To understand in which stage of development the expression of sprouty genes was affected, we also tested their expression in gastrulae treated from the blastula stage, where we saw that in Ph. harmeri and N. anomala the mesodermal expression (and also the ectodermal one, in the case of Ph. harmeri) was already abolished (Fig. 5Ce-j′), suggesting an early regulation of FGF signaling on mesoderm development. The same was not true for T. transversa, where the expression of both sprouty genes remained unaffected in treated gastrulae (Fig. 5Ca-d′), suggesting that FGF signaling is acting at a later developmental stage in this species. These results suggest that sprouty genes are downstream of FGF signaling in all three investigated species, as shown in other organisms.
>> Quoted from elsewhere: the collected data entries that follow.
//! Selector expressions: `key OP values`.
//!
//! Accepted textual forms (operators are case-insensitive):
//! - `metadata.name IN (a, b)` / `metadata.name NOTIN (a, b)`
//! - `metadata.labels.env EXISTS` / `metadata.labels.env DOESNOTEXIST`
//! - `metadata.name MATCHES (orders-.*)`
//! - `key=value`, `key==value`, `key!=value`
//! - `key` (exists) and `!key` (does not exist)

use std::fmt;
use std::str::FromStr;

use serde::{Deserialize, Serialize};
use smallvec::SmallVec;

use crate::SelectorError;

#[derive(Debug, Clone, Copy, PartialEq, Eq, Hash, Serialize, Deserialize)]
#[serde(rename_all = "UPPERCASE")]
pub enum Operator {
    In,
    NotIn,
    Equals,
    NotEquals,
    Exists,
    DoesNotExist,
    Matches,
}

impl Operator {
    pub fn as_str(self) -> &'static str {
        match self {
            Operator::In => "IN",
            Operator::NotIn => "NOTIN",
            Operator::Equals => "EQUALS",
            Operator::NotEquals => "NOTEQUALS",
            Operator::Exists => "EXISTS",
            Operator::DoesNotExist => "DOESNOTEXIST",
            Operator::Matches => "MATCHES",
        }
    }

    /// Number of values the operator requires; `None` means one or more.
    fn arity(self) -> Option<usize> {
        match self {
            Operator::In | Operator::NotIn => None,
            Operator::Equals | Operator::NotEquals | Operator::Matches => Some(1),
            Operator::Exists | Operator::DoesNotExist => Some(0),
        }
    }
}

impl FromStr for Operator {
    type Err = SelectorError;
    fn from_str(s: &str) -> Result<Self, Self::Err> {
        match s.to_ascii_uppercase().as_str() {
            "IN" => Ok(Operator::In),
            "NOTIN" => Ok(Operator::NotIn),
            "EQUALS" => Ok(Operator::Equals),
            "NOTEQUALS" => Ok(Operator::NotEquals),
            "EXISTS" => Ok(Operator::Exists),
            "DOESNOTEXIST" => Ok(Operator::DoesNotExist),
            "MATCHES" => Ok(Operator::Matches),
            other => Err(SelectorError::UnknownOperator(other.to_string())),
        }
    }
}

impl fmt::Display for Operator {
    fn fmt(&self, f: &mut fmt::Formatter<'_>) -> fmt::Result { f.write_str(self.as_str()) }
}

#[derive(Debug, Clone, PartialEq, Eq, Serialize, Deserialize)]
pub struct SelectorExpression {
    pub key: String,
    pub operator: Operator,
    #[serde(default)]
    pub values: SmallVec<[String; 4]>,
}

impl SelectorExpression {
    pub fn new<I, S>(key: impl Into<String>, operator: Operator, values: I) -> Result<Self, SelectorError>
    where
        I: IntoIterator<Item = S>,
        S: Into<String>,
    {
        let expr = Self { key: key.into(), operator, values: values.into_iter().map(Into::into).collect() };
        expr.check()?;
        Ok(expr)
    }

    fn check(&self) -> Result<(), SelectorError> {
        if self.key.trim().is_empty() {
            return Err(SelectorError::Invalid { expr: self.to_string(), reason: "empty key".into() });
        }
        let ok = match self.operator.arity() {
            None => !self.values.is_empty(),
            Some(n) => self.values.len() == n,
        };
        if !ok {
            let reason = match self.operator.arity() {
                None => format!("{} requires at least one value", self.operator),
                Some(0) => format!("{} takes no values", self.operator),
                Some(n) => format!("{} requires exactly {} value", self.operator, n),
            };
            return Err(SelectorError::Invalid { expr: self.to_string(), reason });
        }
        Ok(())
    }

    pub fn parse(input: &str) -> Result<Self, SelectorError> {
        let s = input.trim();
        if s.is_empty() {
            return Err(SelectorError::Invalid { expr: input.to_string(), reason: "empty expression".into() });
        }
        if let Some((k, v)) = s.split_once("!=").filter(|(k, _)| is_bare_key(k)) {
            return Self::new(k.trim(), Operator::NotEquals, [v.trim()]);
        }
        if let Some((k, v)) = s.split_once("==").or_else(|| s.split_once('=')).filter(|(k, _)| is_bare_key(k)) {
            return Self::new(k.trim(), Operator::Equals, [v.trim()]);
        }
        let mut parts = s.splitn(2, char::is_whitespace);
        let key = parts.next().unwrap_or_default();
        let rest = parts.next().map(str::trim).unwrap_or_default();
        if rest.is_empty() {
            return match key.strip_prefix('!') {
                Some(k) => Self::new(k, Operator::DoesNotExist, Vec::<String>::new()),
                None => Self::new(key, Operator::Exists, Vec::<String>::new()),
            };
        }
        let (op, args) = match rest.split_once(|c: char| c.is_whitespace() || c == '(') {
            Some((op, _)) => (op, rest[op.len()..].trim()),
            None => (rest, ""),
        };
        let operator: Operator = op.parse()?;
        let values = parse_values(args, operator)
            .ok_or_else(|| SelectorError::Invalid { expr: input.to_string(), reason: "unbalanced parentheses".into() })?;
        Self::new(key, operator, values)
    }
}

fn is_bare_key(k: &str) -> bool {
    let k = k.trim();
    !k.is_empty() && !k.contains(char::is_whitespace)
}

/// `(a, b)` or bare `a`. A `MATCHES` pattern keeps its commas.
fn parse_values(args: &str, op: Operator) -> Option<Vec<String>> {
    if args.is_empty() { return Some(Vec::new()); }
    let inner = match args.strip_prefix('(') {
        Some(rest) => rest.strip_suffix(')')?.trim(),
        None => args,
    };
    if op == Operator::Matches { return Some(vec![inner.to_string()]); }
    Some(inner.split(',').map(|v| v.trim().to_string()).filter(|v| !v.is_empty()).collect())
}

impl FromStr for SelectorExpression {
    type Err = SelectorError;
    fn from_str(s: &str) -> Result<Self, Self::Err> { Self::parse(s) }
}

impl fmt::Display for SelectorExpression {
    fn fmt(&self, f: &mut fmt::Formatter<'_>) -> fmt::Result {
        write!(f, "{} {}", self.key, self.operator)?;
        if !self.values.is_empty() { write!(f, " ({})", self.values.join(", "))?; }
        Ok(())
    }
}

#[cfg(test)]
mod tests {
    use super::*;

    #[test]
    fn parses_set_and_presence_forms() {
        let e = SelectorExpression::parse("metadata.name in (a, b ,c)").unwrap();
        assert_eq!(e.operator, Operator::In);
        assert_eq!(e.values.as_slice(), ["a", "b", "c"]);
        let e = SelectorExpression::parse("metadata.labels.env NOTIN(prod)").unwrap();
        assert_eq!(e.operator, Operator::NotIn);
        assert_eq!(e.values.as_slice(), ["prod"]);
        assert_eq!(SelectorExpression::parse("metadata.labels.team").unwrap().operator, Operator::Exists);
        assert_eq!(SelectorExpression::parse("!metadata.labels.team").unwrap().operator, Operator::DoesNotExist);
    }

    #[test]
    fn parses_equality_shorthand() {
        let e = SelectorExpression::parse("metadata.labels.env=prod").unwrap();
        assert_eq!((e.key.as_str(), e.operator, e.values[0].as_str()), ("metadata.labels.env", Operator::Equals, "prod"));
        let e = SelectorExpression::parse("kind != KafkaTopic").unwrap();
        assert_eq!(e.operator, Operator::NotEquals);
        assert_eq!(e.values[0], "KafkaTopic");
    }

    #[test]
    fn matches_keeps_pattern_intact() {
        let e = SelectorExpression::parse("metadata.name MATCHES (orders-[a-z]{1,3})").unwrap();
        assert_eq!(e.values.as_slice(), ["orders-[a-z]{1,3}"]);
    }

    #[test]
    fn rejects_bad_arity_and_operators() {
        assert!(SelectorExpression::new("metadata.name", Operator::Equals, ["a", "b"]).is_err());
        assert!(SelectorExpression::new("metadata.name", Operator::In, Vec::<String>::new()).is_err());
        assert!(matches!(SelectorExpression::parse("metadata.name LIKE (x)"), Err(SelectorError::UnknownOperator(_))));
        assert!(SelectorExpression::parse("metadata.name IN (x").is_err());
    }
}
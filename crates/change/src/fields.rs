//! Field-level diffs over JSON values: single scalars, key/value maps (config entries)
//! and whole `spec` objects.

use serde_json::{Map, Value as Json};

use kspec_core::{Change, ChangeType, FieldChange, FieldChanges, ValueChange};

use crate::engine::ChangeComputer;
use crate::ChangeError;

/// Sentinel used by numeric fields to decline management (`partitions: -1`).
pub const NO_PREFERENCE: i64 = -1;

/// `null` means "no preference".
pub fn is_null(v: &Json) -> bool { v.is_null() }

/// `null` or the `-1` sentinel means "no preference".
pub fn is_no_preference(v: &Json) -> bool { v.is_null() || v.as_i64() == Some(NO_PREFERENCE) }

/// Scalar equality that ignores string/number/bool representation (`1` == `"1"`).
pub fn values_equal(a: &Json, b: &Json) -> bool {
    match (a, b) {
        (Json::String(x), Json::Number(_) | Json::Bool(_)) => *x == b.to_string(),
        (Json::Number(_) | Json::Bool(_), Json::String(y)) => a.to_string() == *y,
        (Json::Number(x), Json::Number(y)) => x == y || x.as_f64() == y.as_f64(),
        _ => a == b,
    }
}

/// Classification of one entry. `None` drops the entry: the desired side declined to
/// manage a value that does not exist.
pub fn classify_entry(before: Option<&Json>, after: Option<&Json>, unset: &dyn Fn(&Json) -> bool) -> Option<ChangeType> {
    match (before, after) {
        (b, Some(a)) if unset(a) => b.map(|_| ChangeType::None),
        (None, Some(_)) => Some(ChangeType::Add),
        (Some(_), None) => Some(ChangeType::Delete),
        (Some(b), Some(a)) => Some(if values_equal(b, a) { ChangeType::None } else { ChangeType::Update }),
        (None, None) => None,
    }
}

/// One named scalar field. A field the desired side does not mention is not managed.
pub fn diff_scalar(
    name: &str,
    before: Option<&Json>,
    after: Option<&Json>,
    unset: &dyn Fn(&Json) -> bool,
) -> Option<FieldChange> {
    let after = after?;
    let change_type = classify_entry(before, Some(after), unset)?;
    let value = ValueChange::new(before.cloned(), Some(after.clone()))?.conform(change_type);
    Some(Change::new(name.to_string(), change_type, value))
}

/// Entry-by-entry diff of two maps with the same keyed algorithm as resources.
/// Entries only present in `before` are deleted when `delete_orphans` is set.
pub fn diff_entries(
    before: Option<&Map<String, Json>>,
    after: Option<&Map<String, Json>>,
    delete_orphans: bool,
    unset: &dyn Fn(&Json) -> bool,
) -> Result<FieldChanges, ChangeError> {
    let entries = |m: Option<&Map<String, Json>>| -> Vec<(String, Json)> {
        m.map(|m| m.iter().map(|(k, v)| (k.clone(), v.clone())).collect()).unwrap_or_default()
    };
    let computer = ChangeComputer::new(|e: &(String, Json)| e.0.clone(), |e: &(String, Json)| e.1.clone())
        .with_classifier(|b: Option<&(String, Json)>, a: Option<&(String, Json)>, _: &FieldChanges| {
            classify_entry(b.map(|e| &e.1), a.map(|e| &e.1), unset)
        })
        .delete_orphans(delete_orphans)
        .keep_unchanged_fields(true);
    let changes = computer.compute(entries(before), entries(after))?;
    Ok(changes.into_iter().map(|c| (c.key.clone(), c)).collect())
}

/// Diff of two `spec` objects by top-level key. Nested objects become a container change
/// whose sub-changes are the entry diff of the two objects; keys the desired side omits
/// are not managed.
pub fn diff_spec(before: Option<&Json>, after: Option<&Json>, nested_delete_orphans: bool) -> Result<FieldChanges, ChangeError> {
    let empty = Map::new();
    let b_obj = before.and_then(Json::as_object);
    let Some(after) = after else {
        // Whole resource goes away: every known field is deleted.
        return diff_entries(b_obj, Some(&empty), true, &is_null);
    };
    let Some(a_obj) = after.as_object() else { return Ok(FieldChanges::new()) };
    let mut out = FieldChanges::new();
    for (key, a_val) in a_obj.iter() {
        let b_val = b_obj.and_then(|m| m.get(key));
        match (b_val.and_then(Json::as_object), a_val.as_object()) {
            (b_map, Some(a_map)) => {
                let nested = diff_entries(b_map, Some(a_map), nested_delete_orphans, &is_null)?;
                let change_type = match b_val {
                    None => ChangeType::Add,
                    Some(_) => ChangeType::reduce(nested.values().map(|c| c.change_type)),
                };
                let Some(value) = ValueChange::new(b_val.cloned(), Some(a_val.clone())) else { continue };
                out.insert(key.clone(), Change::new(key.clone(), change_type, value.conform(change_type)).with_fields(nested));
            }
            _ => {
                if let Some(c) = diff_scalar(key, b_val, Some(a_val), &is_null) { out.insert(key.clone(), c); }
            }
        }
    }
    Ok(out)
}
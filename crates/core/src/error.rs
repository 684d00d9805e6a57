use thiserror::Error;

/// Malformed or missing extension configuration. Fatal before any reconciliation step.
#[derive(Debug, Clone, Error, PartialEq, Eq)]
pub enum ConfigError {
    #[error("missing required configuration property '{key}' for {extension}")]
    Missing { key: String, extension: String },
    #[error("invalid value for configuration property '{key}': {reason}")]
    Invalid { key: String, reason: String },
}

impl ConfigError {
    pub fn missing(key: &str, extension: &str) -> Self {
        Self::Missing { key: key.to_string(), extension: extension.to_string() }
    }

    pub fn invalid(key: &str, reason: impl Into<String>) -> Self {
        Self::Invalid { key: key.to_string(), reason: reason.into() }
    }
}

/// A desired-state resource was rejected by a validation. Scoped to that resource.
#[derive(Debug, Clone, Error, PartialEq, Eq)]
#[error("validation '{validation}' failed for '{resource}': {message}")]
pub struct ValidationError {
    pub validation: String,
    pub resource: String,
    pub message: String,
}

impl ValidationError {
    pub fn new(validation: &str, resource: &str, message: impl Into<String>) -> Self {
        Self { validation: validation.to_string(), resource: resource.to_string(), message: message.into() }
    }
}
Perturbation of FGF signaling results in failure in mesoderm formation in N. anomala and T. transversa
Based on the mesoderm-related expression of FGF signaling components and sprouty genes we hypothesized that FGF might be involved in mesoderm development in brachiopods. To test this, we treated embryos at different developmental stages with SU5402 (for a summary of treatments and phenotypes see Figs S6 and S7). SU5402 treatment abolished the formation of coelomic sacs, chaetae bundles and neuropile in larvae of both brachiopod species (Fig. 6A,B; Fig. S8A,B).
T. transversa treated larvae were not compartmentalized in apical, mantle and pedicle lobes as in controls (Fig. 6Ai), but instead remained spherical with an open blastopore when we treated them from the blastula stage (Fig. 6Aiii). The chaetae bundles were not formed, and the musculature was severely malformed (Fig. 6Aiii). The phenotype was milder in animals treated from a later developmental stage (mid gastrula), with the blastopore migrating more anteriorly and the lobes more prominent (Fig. 6Aiv). To ensure that we inhibited FGFR before mesoderm originated, we also treated larvae from the morula stage, which resulted in spherical embryos with a barely formed blastopore (Fig. 6Aii).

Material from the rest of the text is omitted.